I’ve had quite a few problems with noisy neighbours in London: one young boy played the drums “on my head” for a year; a couple of Italians rebuilt their bathroom, next door to me, from 8pm to 11pm for a whole month; a restaurant chef had parties and machine-washed her dirty working clothes in the middle of the night, every night, for six months; when I first moved to my current block of flats, I found myself confronted with two brothers from hell, whose favourite pastimes were watching A Clockwork Orange with the sound on full and making animal noises (it got so bad I had to sell that particular flat and move to another one in the building).

I am very quiet: I never listen to loud music and I watch TV with earphones. In the middle of the night, when all is still, any TV sound – however low – can be heard through our paper-thin walls. Yet, lots of people who live in my building never give that fact a thought. They also talk very loudly on the telephone, on the walkways. (Have you noticed how much noisier the world has become? Before the advent of the mobile phone, a person on their own wouldn’t have made any noise, would they? Now they do and they add to the ambient cacophony.)

Today I saw someone on the 4th-floor walkway throw the dregs of the coffee he’d been drinking over the railing, without even looking down to see if there was someone in the communal garden. A lot of prospective tenants lie to landlords when asked whether they smoke and later have to resort to smoking on the walkways: their cigarette butts usually end up in the garden too.

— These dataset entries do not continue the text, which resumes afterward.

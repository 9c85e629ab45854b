//! File operation engine for filedeck.
//!
//! Batch operations (trash, delete, paste, extract, compress) run as tokio
//! tasks that report progress as full [`Process`](filedeck_core::Process)
//! snapshots over a bounded [`MessageBus`]. Create and rename run inline.

mod archive;
mod archive_op;
mod bus;
mod clipboard;
mod copy;
mod create;
mod delete;
mod engine;
mod naming;
mod paste;
mod paths;
mod rename;
mod tracker;
mod trash;

pub use archive::{compress, extract, extraction_dir, strip_archive_suffix, zip_entry_count, ArchiveFormat};
pub use bus::{channel, MessageBus, MessageReceiver, Registry};
pub use clipboard::{ArboardClipboard, ClipboardStage, SystemClipboard};
pub use copy::{copy_recursive, copy_then_remove, remove_path, rename_path};
pub use engine::{BatchHandle, Engine};
pub use naming::{disambiguate, resolve_collision_free_name, validate_filename};
pub use paths::{count_batch, count_files, is_external_volume};
pub use trash::{permanently_delete, TrashCan, TrashedItem};
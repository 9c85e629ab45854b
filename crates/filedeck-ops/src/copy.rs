//! Recursive copy and move primitives.
//!
//! These run on blocking threads; progress is reported through the
//! `on_file` callback once per file written.

use std::fs;
use std::path::Path;

use filedeck_core::{EngineError, Result};

use crate::naming::occupied;

/// Copy `source` to `dest`, descending directories depth-first.
///
/// Destination directories are created before their children. Symlinks
/// are recreated rather than followed on unix. `on_file` is called after
/// each non-directory entry has been fully written.
pub fn copy_recursive(source: &Path, dest: &Path, on_file: &mut dyn FnMut(&Path)) -> Result<()> {
    let metadata = fs::symlink_metadata(source).map_err(|e| EngineError::io(source, e))?;

    if metadata.is_dir() {
        fs::create_dir(dest).map_err(|e| EngineError::io(dest, e))?;

        let mut entries = fs::read_dir(source)
            .map_err(|e| EngineError::io(source, e))?
            .collect::<std::result::Result<Vec<_>, _>>()
            .map_err(|e| EngineError::io(source, e))?;
        entries.sort_by_key(|e| e.file_name());

        for entry in entries {
            copy_recursive(&entry.path(), &dest.join(entry.file_name()), on_file)?;
        }
        return Ok(());
    }

    copy_leaf(source, dest, &metadata)?;
    on_file(source);
    Ok(())
}

#[cfg(unix)]
fn copy_leaf(source: &Path, dest: &Path, metadata: &fs::Metadata) -> Result<()> {
    if metadata.file_type().is_symlink() {
        let target = fs::read_link(source).map_err(|e| EngineError::io(source, e))?;
        std::os::unix::fs::symlink(target, dest).map_err(|e| EngineError::io(dest, e))?;
        return Ok(());
    }
    fs::copy(source, dest).map_err(|e| EngineError::io(dest, e))?;
    Ok(())
}

#[cfg(not(unix))]
fn copy_leaf(source: &Path, dest: &Path, _metadata: &fs::Metadata) -> Result<()> {
    fs::copy(source, dest).map_err(|e| EngineError::io(dest, e))?;
    Ok(())
}

/// Remove a file or directory tree.
pub fn remove_path(path: &Path) -> Result<()> {
    let metadata = fs::symlink_metadata(path).map_err(|e| EngineError::io(path, e))?;
    let result = if metadata.is_dir() {
        fs::remove_dir_all(path)
    } else {
        fs::remove_file(path)
    };
    result.map_err(|e| EngineError::io(path, e))
}

/// Move `source` to `dest` with a plain rename.
///
/// Fails with an error for which [`EngineError::is_cross_device`] holds
/// when the two paths are on different filesystems.
pub fn rename_path(source: &Path, dest: &Path) -> Result<()> {
    fs::rename(source, dest).map_err(|e| EngineError::io(source, e))
}

/// Copy `source` to `dest`, then remove `source`.
///
/// If the copy fails the partial destination is removed and `source` is
/// left untouched.
pub fn copy_then_remove(source: &Path, dest: &Path, on_file: &mut dyn FnMut(&Path)) -> Result<()> {
    if occupied(dest) {
        return Err(EngineError::AlreadyExists {
            path: dest.to_path_buf(),
        });
    }
    if let Err(e) = copy_recursive(source, dest, on_file) {
        if occupied(dest) {
            if let Err(cleanup) = remove_path(dest) {
                tracing::warn!(target: "filedeck::ops", path = %dest.display(), error = %cleanup, "failed to clean up partial copy");
            }
        }
        return Err(e);
    }
    remove_path(source)
}
//! Core types for filedeck.
//!
//! This crate provides the data model shared by the operation engine and
//! whatever renders it: process records, bus messages, confirmation
//! requests, the panel abstraction, and engine configuration.

mod config;
mod error;
mod message;
mod panel;
mod process;

pub use config::{EngineConfig, EngineConfigBuilder};
pub use error::{EngineError, Result};
pub use message::{ConfirmationRequest, Message, MessageKind, MessagePayload, PendingAction, WarnKind};
pub use panel::{Panel, PanelElement};
pub use process::{OperationKind, Process, ProcessId, ProcessState};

I always wonder where those kinds of people have been brought up. The word pigsty comes to mind.

What about that couple who’ve been throwing their baby’s dirty nappies over their balcony? That’s been happening in a council block somewhere else in London – unbelievable, isn’t it? Or is it?

My upstairs neighbour left about ten days ago and the owner has been redecorating the flat. Someone new is bound to move in soon. I’m dreading it.


Tonight I’m slapping all bad neighbours, all those who only care about themselves and show no regard for the people who live next door to them. Slap!

12 comments:

  1. Dear Bela, I see you get comment spam too. I think barging into someone's blog and adding unwanted comments is another way to be a bad neighbor in our Internet City. I had to turn on word verification on my own blog after someone spammed a memorial post. A memorial post!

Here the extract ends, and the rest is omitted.